Femmes albinos : travailleuses à part entière

Que ce soit au sein d’administrations ou dans le secteur privé, elles évoluent au quotidien en affrontant le regard des autres.

Le jour de la rentrée scolaire est toujours particulier pour Annick Noumi. Nouveaux élèves, parfois nouveaux collègues. L’enseignante de Science de la vie et de la terre (SVT) depuis 12 ans au lycée de Mfou, dans la Mefou-Afamba, région du Centre, aime son métier. C’est pourquoi elle n’est pas embarrassée quand il faut répondre aux nombreuses questions de petits curieux sur la couleur de sa peau ou sur d’autres préjugés autour de la personne albinos. « La façon dont vous abordez les enfants bâtit vos rapports avec eux. Il y a des élèves qui n’ont jamais vu d’albinos. Ils vous regardent beaucoup et ont envie de toucher votre peau pour voir si vous vous décolorez. C’est fréquent, car même certains adultes ont souvent cette réaction », explique Annick Noumi. 
Au départ, comme elle le constate, il y a de l’étonnement. « Les élèves qui sont habitués à côtoyer des albinos se rapprochent de moi, les autres par contre me rejettent. Une élève m’a confié que si elle était réticente au début c’est parce que les albinos de son village sont toujours mal accoutrés, avec des taches sur la peau. Et depuis qu’elle est petite, on lui a dit qu’ils ont une odeur particulière… », se souvient-elle. Tous ces a priori sont atténués quand l’enseignante de SVT aborde le cours sur la génétique. Les enfants comprennent alors que l’albinisme n’a rien de mystique, que ce n’est qu’une question de gènes et de mélanine. Et surtout que les albinos sont des êtres humains à part entière.
Laetitia Ntsama évolue également dans le secteur de l’éducation. La jeune dame est conseillère d’orientation, ce qui l’amène tout aussi bien à fréquenter des personnes issues de cultures et d’horizons divers chaque année scolaire. « Mon métier demande l’accueil, l’écoute, l’entretien, l’aide à l’élève en difficulté scolaire.
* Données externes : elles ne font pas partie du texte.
//! MQTT listener feeding device command responses into the tracker.
//!
//! Topic filter `hydro/+/+/+/+/command_response`, payload
//! `{cmd_id, status, details?, error?}`.

use crate::config::MqttConf;
use crate::health::HealthTracker;
use crate::models::CommandStatus;
use crate::tracker::CommandTracker;
use rumqttc::{AsyncClient, Event, Incoming, MqttOptions, QoS};
use serde::Deserialize;
use serde_json::Value;
use std::time::Duration;
use tokio::task::{self, JoinHandle};

#[derive(Debug, Deserialize)]
struct RawResponse {
    cmd_id: String,
    status: String,
    #[serde(default)]
    details: Option<Value>,
    #[serde(default)]
    error: Option<String>,
}

#[derive(Debug, Clone, PartialEq)]
pub struct CommandResponse {
    pub cmd_id: String,
    pub status: CommandStatus,
    pub details: Option<Value>,
    pub error: Option<String>,
}

#[derive(Debug, thiserror::Error)]
pub enum ResponseError {
    #[error("invalid JSON payload: {0}")]
    Json(#[from] serde_json::Error),
    #[error("unknown status '{0}'")]
    UnknownStatus(String),
    #[error("empty cmd_id")]
    MissingId,
}

pub fn parse_command_response(payload: &[u8]) -> Result<CommandResponse, ResponseError> {
    let raw: RawResponse = serde_json::from_slice(payload)?;
    if raw.cmd_id.trim().is_empty() {
        return Err(ResponseError::MissingId);
    }
    let status = CommandStatus::parse(&raw.status).ok_or(ResponseError::UnknownStatus(raw.status))?;
    Ok(CommandResponse {
        cmd_id: raw.cmd_id,
        status,
        details: raw.details,
        error: raw.error,
    })
}

/// Applies one response; returns whether the tracker knew the command.
pub async fn handle_response(tracker: &CommandTracker, topic: &str, payload: &[u8]) -> bool {
    match parse_command_response(payload) {
        Ok(resp) => {
            tracing::debug!(topic, cmd_id = %resp.cmd_id, status = %resp.status, "command response received");
            tracker
                .apply_device_status(&resp.cmd_id, resp.status, resp.details, resp.error)
                .await
        }
        Err(e) => {
            tracing::warn!(topic, error = %e, "invalid command response");
            false
        }
    }
}

pub fn spawn_response_listener(conf: MqttConf, tracker: CommandTracker, health: HealthTracker) -> JoinHandle<()> {
    task::spawn(async move {
        let mut opts = MqttOptions::new("hydroloop-kernel", &conf.host, conf.port);
        opts.set_keep_alive(Duration::from_secs(15));
        let (client, mut eventloop) = AsyncClient::new(opts, 10);
        health.mark_mqtt_connecting();
        if let Err(e) = client.subscribe(&conf.response_topic, QoS::AtLeastOnce).await {
            tracing::error!(error = ?e, topic = %conf.response_topic, "MQTT subscribe failed");
            return;
        }

        loop {
            match eventloop.poll().await {
                Ok(Event::Incoming(Incoming::ConnAck(_))) => {
                    health.mark_mqtt_connected();
                    tracing::info!(host = %conf.host, port = conf.port, "MQTT connected");
                }
                Ok(Event::Incoming(Incoming::Publish(p))) if p.topic.ends_with("/command_response") => {
                    handle_response(&tracker, &p.topic, &p.payload).await;
                }
                Ok(_) => {}
                Err(e) => {
                    tracing::warn!(error = ?e, "MQTT error, retrying");
                    health.increment_reconnects();
                    tokio::time::sleep(Duration::from_secs(2)).await;
                }
            }
        }
    })
}

#[cfg(test)]
mod tests {
    use super::*;
    use crate::models::{Command, CommandAction, DecisionContext, RelayParams};
    use crate::ports::MemoryStore;
    use std::sync::Arc;

    #[test]
    fn parses_status_aliases_and_details() {
        let resp =
            parse_command_response(br#"{"cmd_id":"c-1","status":"done","details":{"ml":3.0}}"#).unwrap();
        assert_eq!(resp.status, CommandStatus::Done);
        assert_eq!(resp.details.unwrap()["ml"], 3.0);

        assert!(matches!(
            parse_command_response(br#"{"cmd_id":"c-1","status":"exploded"}"#),
            Err(ResponseError::UnknownStatus(_))
        ));
        assert!(matches!(
            parse_command_response(br#"{"cmd_id":"","status":"DONE"}"#),
            Err(ResponseError::MissingId)
        ));
        assert!(parse_command_response(b"garbage").is_err());
    }

    #[tokio::test]
    async fn response_completes_tracked_command() {
        let store = Arc::new(MemoryStore::new());
        let tracker = CommandTracker::new(store.clone(), store.clone(), Duration::from_secs(30));
        let cmd = Command::new("nd-1", "fan", CommandAction::SetRelay(RelayParams { state: Some(true) }));
        let id = tracker.track_command(1, &cmd, &DecisionContext::default()).await.unwrap();

        let payload = format!(r#"{{"cmd_id":"{id}","status":"NO_EFFECT","error":"relay stuck"}}"#);
        assert!(handle_response(&tracker, "hydro/gh-1/z1/nd-1/fan/command_response", payload.as_bytes()).await);
        assert_eq!(tracker.get_status(&id).await, Some(CommandStatus::NoEffect));

        // duplicates are ignored
        assert!(!handle_response(&tracker, "hydro/gh-1/z1/nd-1/fan/command_response", payload.as_bytes()).await);
    }
}
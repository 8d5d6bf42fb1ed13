/**
 * COMMAND TRACKER - Cycle de vie des commandes envoyées aux nodes
 *
 * RÔLE :
 * Associe un `cmd_id` unique à chaque commande, garde l'entrée en mémoire tant
 * que le node n'a pas répondu et persiste chaque transition dans le store.
 *
 * FONCTIONNEMENT :
 * - track_command : ligne PENDING durable + entrée mémoire + watcher de timeout
 * - apply_device_status : ACK (non terminal) ou statut terminal remonté par le node
 * - watcher : si rien n'arrive avant l'échéance → TIMEOUT + événement + alerte
 * - Toute confirmation retire l'entrée mémoire ; la ligne durable reste pour l'audit
 *
 * CONCURRENCE :
 * Le watcher est annulé exactement une fois par la confirmation. S'il se
 * réveille malgré tout, l'entrée n'existe plus et il sort sans rien faire.
 */

use crate::events::{self, alerts};
use crate::models::{Command, CommandRecord, CommandStatus, CommandUpdate, DecisionContext};
use crate::ports::{AlertSink, Store, StoreError};
use parking_lot::Mutex;
use serde_json::{json, Value};
use std::collections::HashMap;
use std::sync::{Arc, Weak};
use std::time::Duration;
use time::OffsetDateTime;
use tokio::task::JoinHandle;
use tokio::time::Instant;

struct PendingCommand {
    zone_id: i64,
    command: Command,
    status: CommandStatus,
    started: Instant,
    timeout: Duration,
    watcher: Option<JoinHandle<()>>,
}

struct TrackerInner {
    store: Arc<dyn Store>,
    alerts: Arc<dyn AlertSink>,
    default_timeout: Duration,
    pending: Mutex<HashMap<String, PendingCommand>>,
}

/// Cheap to clone; clones share the pending map.
#[derive(Clone)]
pub struct CommandTracker {
    inner: Arc<TrackerInner>,
}

impl CommandTracker {
    pub fn new(store: Arc<dyn Store>, alerts: Arc<dyn AlertSink>, default_timeout: Duration) -> Self {
        Self {
            inner: Arc::new(TrackerInner {
                store,
                alerts,
                default_timeout,
                pending: Mutex::new(HashMap::new()),
            }),
        }
    }

    /// Timeout for one command; pump runs get their own duration on top.
    pub fn timeout_for(&self, command: &Command) -> Duration {
        let run = command
            .action
            .duration_ms()
            .and_then(|ms| u64::try_from(ms).ok())
            .map(Duration::from_millis)
            .unwrap_or_default();
        self.inner.default_timeout + run
    }

    pub async fn track_command(
        &self,
        zone_id: i64,
        command: &Command,
        context: &DecisionContext,
    ) -> Result<String, StoreError> {
        let cmd_id = uuid::Uuid::new_v4().to_string();
        let record = CommandRecord {
            cmd_id: cmd_id.clone(),
            zone_id,
            command: command.clone(),
            status: CommandStatus::Pending,
            sent_at: OffsetDateTime::now_utc(),
            completed_at: None,
            response: None,
            error: None,
            latency_seconds: None,
            context: context.clone(),
        };
        self.inner.store.insert_command(&record).await?;

        let timeout = self.timeout_for(command);
        self.inner.pending.lock().insert(
            cmd_id.clone(),
            PendingCommand {
                zone_id,
                command: command.clone(),
                status: CommandStatus::Pending,
                started: Instant::now(),
                timeout,
                watcher: None,
            },
        );

        let watcher = spawn_watcher(Arc::downgrade(&self.inner), cmd_id.clone(), timeout);
        match self.inner.pending.lock().get_mut(&cmd_id) {
            Some(entry) => entry.watcher = Some(watcher),
            None => watcher.abort(),
        }

        tracing::debug!(zone_id, cmd_id = %cmd_id, cmd = command.cmd(), timeout_secs = timeout.as_secs_f64(), "command tracked");
        Ok(cmd_id)
    }

    /// Binary confirmation: DONE on success, ERROR otherwise.
    pub async fn confirm_command(
        &self,
        cmd_id: &str,
        success: bool,
        response: Option<Value>,
        error: Option<String>,
    ) -> bool {
        let status = if success { CommandStatus::Done } else { CommandStatus::Error };
        self.finish(cmd_id, status, response, error).await
    }

    /// Applies a status reported by the device. Returns `false` for unknown
    /// or already finished commands.
    pub async fn apply_device_status(
        &self,
        cmd_id: &str,
        status: CommandStatus,
        response: Option<Value>,
        error: Option<String>,
    ) -> bool {
        match status {
            CommandStatus::Pending => false,
            CommandStatus::Ack => {
                let known = match self.inner.pending.lock().get_mut(cmd_id) {
                    Some(entry) => {
                        entry.status = CommandStatus::Ack;
                        true
                    }
                    None => false,
                };
                if !known {
                    tracing::debug!(cmd_id, "ACK for unknown or finished command ignored");
                    return false;
                }
                let update = CommandUpdate {
                    cmd_id: cmd_id.to_string(),
                    status: CommandStatus::Ack,
                    completed_at: None,
                    response,
                    error: None,
                    latency_seconds: None,
                };
                if let Err(e) = self.inner.store.update_command(&update).await {
                    tracing::warn!(cmd_id, error = %e, "failed to persist ACK");
                }
                true
            }
            terminal => self.finish(cmd_id, terminal, response, error).await,
        }
    }

    pub async fn mark_send_failed(&self, cmd_id: &str, error: impl Into<String>) -> bool {
        self.finish(cmd_id, CommandStatus::SendFailed, None, Some(error.into())).await
    }

    /// In-memory status first, then the durable row.
    pub async fn get_status(&self, cmd_id: &str) -> Option<CommandStatus> {
        if let Some(entry) = self.inner.pending.lock().get(cmd_id) {
            return Some(entry.status);
        }
        match self.inner.store.get_command(cmd_id).await {
            Ok(record) => record.map(|r| r.status),
            Err(e) => {
                tracing::warn!(cmd_id, error = %e, "command status lookup failed");
                None
            }
        }
    }

    pub async fn get_record(&self, cmd_id: &str) -> Result<Option<CommandRecord>, StoreError> {
        self.inner.store.get_command(cmd_id).await
    }

    pub fn pending_count(&self) -> usize {
        self.inner.pending.lock().len()
    }

    pub fn is_pending(&self, cmd_id: &str) -> bool {
        self.inner.pending.lock().contains_key(cmd_id)
    }

    async fn finish(
        &self,
        cmd_id: &str,
        status: CommandStatus,
        response: Option<Value>,
        error: Option<String>,
    ) -> bool {
        let Some(mut entry) = self.inner.pending.lock().remove(cmd_id) else {
            tracing::info!(cmd_id, %status, "late or unknown confirmation ignored");
            return false;
        };
        if let Some(watcher) = entry.watcher.take() {
            watcher.abort();
        }
        self.inner.persist_terminal(cmd_id, &entry, status, response, error).await;
        true
    }
}

impl TrackerInner {
    async fn persist_terminal(
        &self,
        cmd_id: &str,
        entry: &PendingCommand,
        status: CommandStatus,
        response: Option<Value>,
        error: Option<String>,
    ) {
        let latency = entry.started.elapsed().as_secs_f64();
        let update = CommandUpdate {
            cmd_id: cmd_id.to_string(),
            status,
            completed_at: Some(OffsetDateTime::now_utc()),
            response,
            error,
            latency_seconds: Some(latency),
        };
        if let Err(e) = self.store.update_command(&update).await {
            tracing::warn!(cmd_id, %status, error = %e, "failed to persist command status");
        }
        tracing::info!(
            zone_id = entry.zone_id,
            cmd_id,
            cmd = entry.command.cmd(),
            %status,
            latency_seconds = latency,
            "command finished"
        );
    }

    async fn expire(&self, cmd_id: &str) {
        // the watcher is the running task: never abort it from here
        let Some(entry) = self.pending.lock().remove(cmd_id) else {
            return;
        };
        self.persist_terminal(cmd_id, &entry, CommandStatus::Timeout, None, Some("timeout".into()))
            .await;

        let details = json!({
            "cmd_id": cmd_id,
            "node_uid": entry.command.node_uid,
            "channel": entry.command.channel,
            "cmd": entry.command.cmd(),
            "timeout_secs": entry.timeout.as_secs_f64(),
        });
        events::emit(self.store.as_ref(), entry.zone_id, events::COMMAND_TIMEOUT, details.clone()).await;
        events::raise(self.alerts.as_ref(), Some(entry.zone_id), alerts::COMMAND_TIMEOUT, details).await;
    }
}

fn spawn_watcher(inner: Weak<TrackerInner>, cmd_id: String, timeout: Duration) -> JoinHandle<()> {
    tokio::spawn(async move {
        tokio::time::sleep(timeout).await;
        if let Some(inner) = inner.upgrade() {
            inner.expire(&cmd_id).await;
        }
    })
}

#[cfg(test)]
mod tests {
    use super::*;
    use crate::models::{CommandAction, RelayParams, RunPumpParams};
    use crate::ports::MemoryStore;

    fn relay() -> Command {
        Command::new("nd-1", "fan", CommandAction::SetRelay(RelayParams { state: Some(true) }))
    }

    fn tracker(store: &Arc<MemoryStore>) -> CommandTracker {
        CommandTracker::new(store.clone(), store.clone(), Duration::from_secs(30))
    }

    #[tokio::test(start_paused = true)]
    async fn confirmation_completes_and_cancels_timeout() {
        let store = Arc::new(MemoryStore::new());
        let tracker = tracker(&store);
        let id = tracker.track_command(3, &relay(), &DecisionContext::default()).await.unwrap();
        assert_eq!(tracker.get_status(&id).await, Some(CommandStatus::Pending));

        tokio::time::advance(Duration::from_secs(2)).await;
        assert!(tracker.confirm_command(&id, true, Some(json!({"ok": true})), None).await);
        assert_eq!(tracker.pending_count(), 0);

        tokio::time::advance(Duration::from_secs(60)).await;
        tokio::task::yield_now().await;

        let row = store.get_command(&id).await.unwrap().unwrap();
        assert_eq!(row.status, CommandStatus::Done);
        assert!(row.latency_seconds.unwrap() >= 2.0);
        assert!(store.events_of(events::COMMAND_TIMEOUT).is_empty());
    }

    #[tokio::test(start_paused = true)]
    async fn silent_device_times_out() {
        let store = Arc::new(MemoryStore::new());
        let tracker = tracker(&store);
        let id = tracker.track_command(3, &relay(), &DecisionContext::default()).await.unwrap();

        tokio::time::sleep(Duration::from_secs(31)).await;

        assert_eq!(tracker.get_status(&id).await, Some(CommandStatus::Timeout));
        let row = store.get_command(&id).await.unwrap().unwrap();
        assert_eq!(row.error.as_deref(), Some("timeout"));
        assert_eq!(store.events_of(events::COMMAND_TIMEOUT).len(), 1);
        assert_eq!(store.alerts_of(alerts::COMMAND_TIMEOUT).len(), 1);

        // late confirmation is ignored
        assert!(!tracker.confirm_command(&id, true, None, None).await);
        assert_eq!(tracker.get_status(&id).await, Some(CommandStatus::Timeout));
    }

    #[tokio::test(start_paused = true)]
    async fn ack_keeps_command_pending() {
        let store = Arc::new(MemoryStore::new());
        let tracker = tracker(&store);
        let id = tracker.track_command(3, &relay(), &DecisionContext::default()).await.unwrap();

        assert!(tracker.apply_device_status(&id, CommandStatus::Ack, None, None).await);
        assert_eq!(tracker.get_status(&id).await, Some(CommandStatus::Ack));
        assert!(tracker.is_pending(&id));

        assert!(tracker.apply_device_status(&id, CommandStatus::Busy, None, Some("pump busy".into())).await);
        assert_eq!(tracker.get_status(&id).await, Some(CommandStatus::Busy));
    }

    #[tokio::test(start_paused = true)]
    async fn pump_duration_extends_timeout() {
        let store = Arc::new(MemoryStore::new());
        let tracker = tracker(&store);
        let pump = Command::new(
            "nd-1",
            "npk",
            CommandAction::RunPump(RunPumpParams { duration_ms: Some(20_000), ..Default::default() }),
        );
        assert_eq!(tracker.timeout_for(&pump), Duration::from_secs(50));

        let id = tracker.track_command(3, &pump, &DecisionContext::default()).await.unwrap();
        tokio::time::sleep(Duration::from_secs(40)).await;
        assert!(tracker.is_pending(&id));
        tokio::time::sleep(Duration::from_secs(11)).await;
        assert_eq!(tracker.get_status(&id).await, Some(CommandStatus::Timeout));
    }

    #[tokio::test]
    async fn unavailable_store_refuses_tracking() {
        let store = Arc::new(MemoryStore::new());
        store.fail_commands(true);
        let tracker = tracker(&store);
        assert!(tracker.track_command(3, &relay(), &DecisionContext::default()).await.is_err());
        assert_eq!(tracker.pending_count(), 0);
    }

    #[tokio::test(start_paused = true)]
    async fn send_failure_is_terminal() {
        let store = Arc::new(MemoryStore::new());
        let tracker = tracker(&store);
        let id = tracker.track_command(3, &relay(), &DecisionContext::default()).await.unwrap();
        assert!(tracker.mark_send_failed(&id, "gateway 502").await);
        let row = store.get_command(&id).await.unwrap().unwrap();
        assert_eq!(row.status, CommandStatus::SendFailed);
        assert_eq!(row.error.as_deref(), Some("gateway 502"));
    }
}
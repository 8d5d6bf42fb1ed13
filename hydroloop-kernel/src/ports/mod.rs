/**
 * PORTS - Interfaces de persistance et d'alerte du kernel HydroLoop
 *
 * RÔLE :
 * Définit les contrats que le kernel consomme pour tout ce qui est durable :
 * suivi des commandes, audit, événements de zone, journal de décisions,
 * affectation node → zone, dernier échantillon de télémétrie, état PID.
 *
 * FONCTIONNEMENT :
 * - `Store` = trait async implémenté par chaque backend (mémoire, fichiers JSON...)
 * - `AlertSink` = canal d'alertes fire-and-forget (jamais bloquant)
 * - `StoreError` = erreurs communes à tous les backends
 *
 * IMPLÉMENTATIONS :
 * - `memory::MemoryStore` : tests, dry-run, inspection
 * - `file::FileStore` : fichiers JSON sous `data_dir`, cache + write-through
 */

pub mod file;
pub mod memory;

use crate::correction::pid::PidState;
use crate::models::{
    Alert, AuditRecord, CommandRecord, CommandUpdate, CorrectionType, DecisionLogEntry, MetricSample,
};
use async_trait::async_trait;
use serde_json::Value;

pub use file::FileStore;
pub use memory::MemoryStore;

/// Erreurs possibles lors des opérations sur le store
#[derive(Debug, thiserror::Error)]
pub enum StoreError {
    #[error("record not found: {0}")]
    NotFound(String),
    #[error("store unavailable: {0}")]
    Unavailable(String),
    #[error("serialization error: {0}")]
    Serialization(#[from] serde_json::Error),
    #[error("IO error: {0}")]
    Io(#[from] std::io::Error),
}

/// Durable store consumed by tracker, audit, bus and correction controller.
#[async_trait]
pub trait Store: Send + Sync {
    /// Inserts a new `command_tracking` row.
    async fn insert_command(&self, record: &CommandRecord) -> Result<(), StoreError>;

    /// Applies a status change to an existing row; `NotFound` if absent.
    async fn update_command(&self, update: &CommandUpdate) -> Result<(), StoreError>;

    async fn get_command(&self, cmd_id: &str) -> Result<Option<CommandRecord>, StoreError>;

    async fn append_audit(&self, record: &AuditRecord) -> Result<(), StoreError>;

    async fn create_zone_event(&self, zone_id: i64, event_type: &str, details: Value) -> Result<(), StoreError>;

    async fn create_decision_log(&self, entry: &DecisionLogEntry) -> Result<(), StoreError>;

    /// Zone currently owning the node, `None` if the node is unassigned or unknown.
    async fn node_zone(&self, node_uid: &str) -> Result<Option<i64>, StoreError>;

    /// Most recent sample of `metric` for the zone.
    async fn latest_metric(&self, zone_id: i64, metric: &str) -> Result<Option<MetricSample>, StoreError>;

    async fn load_pid_state(&self, zone_id: i64, correction_type: CorrectionType) -> Result<Option<PidState>, StoreError>;

    async fn save_pid_state(
        &self,
        zone_id: i64,
        correction_type: CorrectionType,
        state: &PidState,
    ) -> Result<(), StoreError>;
}

/// Alert channel. Delivery is best effort; implementations must not fail loudly.
#[async_trait]
pub trait AlertSink: Send + Sync {
    async fn send_alert(&self, alert: Alert);
}

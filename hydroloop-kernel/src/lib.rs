//! HydroLoop kernel: closed-loop pH/EC correction and reliable delivery of
//! actuator commands for greenhouse zones.
//!
//! The correction side ([`correction::CorrectionController`]) turns a zone
//! snapshot into at most one correction command; the delivery side
//! ([`bus::CommandBus`]) validates, tracks, audits and sends it, then waits
//! for the device to confirm the effect.

pub mod audit;
pub mod bus;
pub mod circuit_breaker;
pub mod config;
pub mod correction;
pub mod error;
pub mod events;
pub mod health;
pub mod http;
pub mod models;
pub mod mqtt;
pub mod ports;
pub mod rollback;
pub mod tracker;
pub mod transport;
pub mod validator;

pub use bus::{BusSettings, ClosedLoopOutcome, ClosedLoopStatus, CommandBus, PublishReceipt};
pub use circuit_breaker::{BreakerSettings, CircuitBreaker};
pub use correction::CorrectionController;
pub use error::{DeliveryError, ValidationError};
pub use tracker::CommandTracker;
pub use validator::CommandValidator;
//! Compensating commands for actuations whose effect was never confirmed.

use crate::bus::CommandBus;
use crate::events;
use crate::models::{Command, CommandAction, DecisionContext, PwmParams, RelayParams};
use serde_json::json;

/// Inverse of an action, when one exists. Doses cannot be undone.
pub fn compensating_action(action: &CommandAction) -> Option<CommandAction> {
    match action {
        CommandAction::SetRelay(RelayParams { state: Some(true) }) => {
            Some(CommandAction::SetRelay(RelayParams { state: Some(false) }))
        }
        CommandAction::SetPwm(PwmParams { value: Some(v) }) if *v > 0 => {
            Some(CommandAction::SetPwm(PwmParams { value: Some(0) }))
        }
        CommandAction::RunPump(_) => Some(CommandAction::Custom { cmd: "stop".into(), params: json!({}) }),
        _ => None,
    }
}

pub struct CommandRollback;

impl CommandRollback {
    /// Publishes the compensation through the regular (open-loop) bus path.
    /// Returns `true` when a compensating command was accepted.
    pub async fn execute(bus: &CommandBus, zone_id: i64, command: &Command, cmd_id: Option<&str>, reason: &str) -> bool {
        let Some(action) = compensating_action(&command.action) else {
            tracing::debug!(zone_id, cmd = command.cmd(), "no compensating action");
            return false;
        };

        let mut compensation = Command::new(command.node_uid.clone(), command.channel.clone(), action);
        compensation.event_type = command.event_type.clone();
        let context = DecisionContext::with_reason(format!("rollback of {} ({reason})", command.cmd()));

        let result = bus.publish_controller_command(zone_id, &compensation, &context).await;
        let accepted = result.is_ok();
        if let Err(e) = &result {
            tracing::warn!(zone_id, cmd = command.cmd(), error = %e, "rollback publish failed");
        }

        events::emit(
            bus.store(),
            zone_id,
            events::COMMAND_ROLLBACK,
            json!({
                "original_cmd_id": cmd_id,
                "original_cmd": command.cmd(),
                "rollback_cmd": compensation.cmd(),
                "node_uid": command.node_uid,
                "channel": command.channel,
                "reason": reason,
                "published": accepted,
                "rollback_cmd_id": result.as_ref().ok().and_then(|r| r.cmd_id.clone()),
            }),
        )
        .await;
        accepted
    }
}

#[cfg(test)]
mod tests {
    use super::*;
    use crate::models::{DoseParams, RunPumpParams};

    #[test]
    fn compensations() {
        let relay_on = CommandAction::SetRelay(RelayParams { state: Some(true) });
        assert_eq!(
            compensating_action(&relay_on),
            Some(CommandAction::SetRelay(RelayParams { state: Some(false) }))
        );
        assert_eq!(compensating_action(&CommandAction::SetRelay(RelayParams { state: Some(false) })), None);

        let pwm = CommandAction::SetPwm(PwmParams { value: Some(180) });
        assert_eq!(compensating_action(&pwm), Some(CommandAction::SetPwm(PwmParams { value: Some(0) })));
        assert_eq!(compensating_action(&CommandAction::SetPwm(PwmParams { value: Some(0) })), None);

        let pump = CommandAction::RunPump(RunPumpParams { duration_ms: Some(1000), ..Default::default() });
        assert_eq!(compensating_action(&pump).map(|a| a.verb().to_string()), Some("stop".to_string()));

        let dose = CommandAction::Dose(DoseParams { kind: "add_acid".into(), ml: Some(1.0) });
        assert_eq!(compensating_action(&dose), None);
    }
}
J’aime les enfants, je suis maternelle, et j’ai envie de leur apporter quelque chose », avoue la titulaire d’un Master en Sociologie politique. Pour Laetitia, suivre des études universitaires et s’affirmer dans le monde professionnel constituent une bataille contre les idées préconçues. « En tant que couche vulnérable, j’ai voulu prouver que la personne albinos en général et la femme albinos en particulier peut aussi exercer toute carrière, être autonome et s’intégrer dans la société », soutient-elle. 
Au Lycée technique de Lolodorf, dans l’Océan, région du Sud, où elle exerce, elle met en pratique sa philosophie : « bien faire ce qui est attendu de moi ». Si avec les élèves c’est un peu difficile au premier abord car, « pour la plupart, ils sont persuadés que je suis aveugle », elle avoue qu’avec ses collègues les relations restent très professionnelles. « J’ai eu un accueil normal. La seule contrainte que j’ai, c’est de leur faire comprendre l’importance du conseiller d’orientation, considéré moins indispensable que l’enseignant dans le milieu éducatif. Dans l’arrondissement où je suis en service, je suis la seule conseillère d’orientation. Je prouve aux élèves et aux autres membres de la communauté éducative que je maîtrise mon travail, albinos ou non », dit-elle.
Annick et Laetitia sont d’accord sur un point, leur couleur de peau est très vite oubliée quand le rendement professionnel suit. Pour elles, la femme albinos gagnerait plus en confiance dans le secteur du travail si dès l’enfance, elle se sent valorisée. « Dans les familles, il faut leur montrer de l’amour », concluent-elles. Ainsi, une fois grandes, elles feront montre d’assurance et seront prêtes à relever tous les défis professionnels.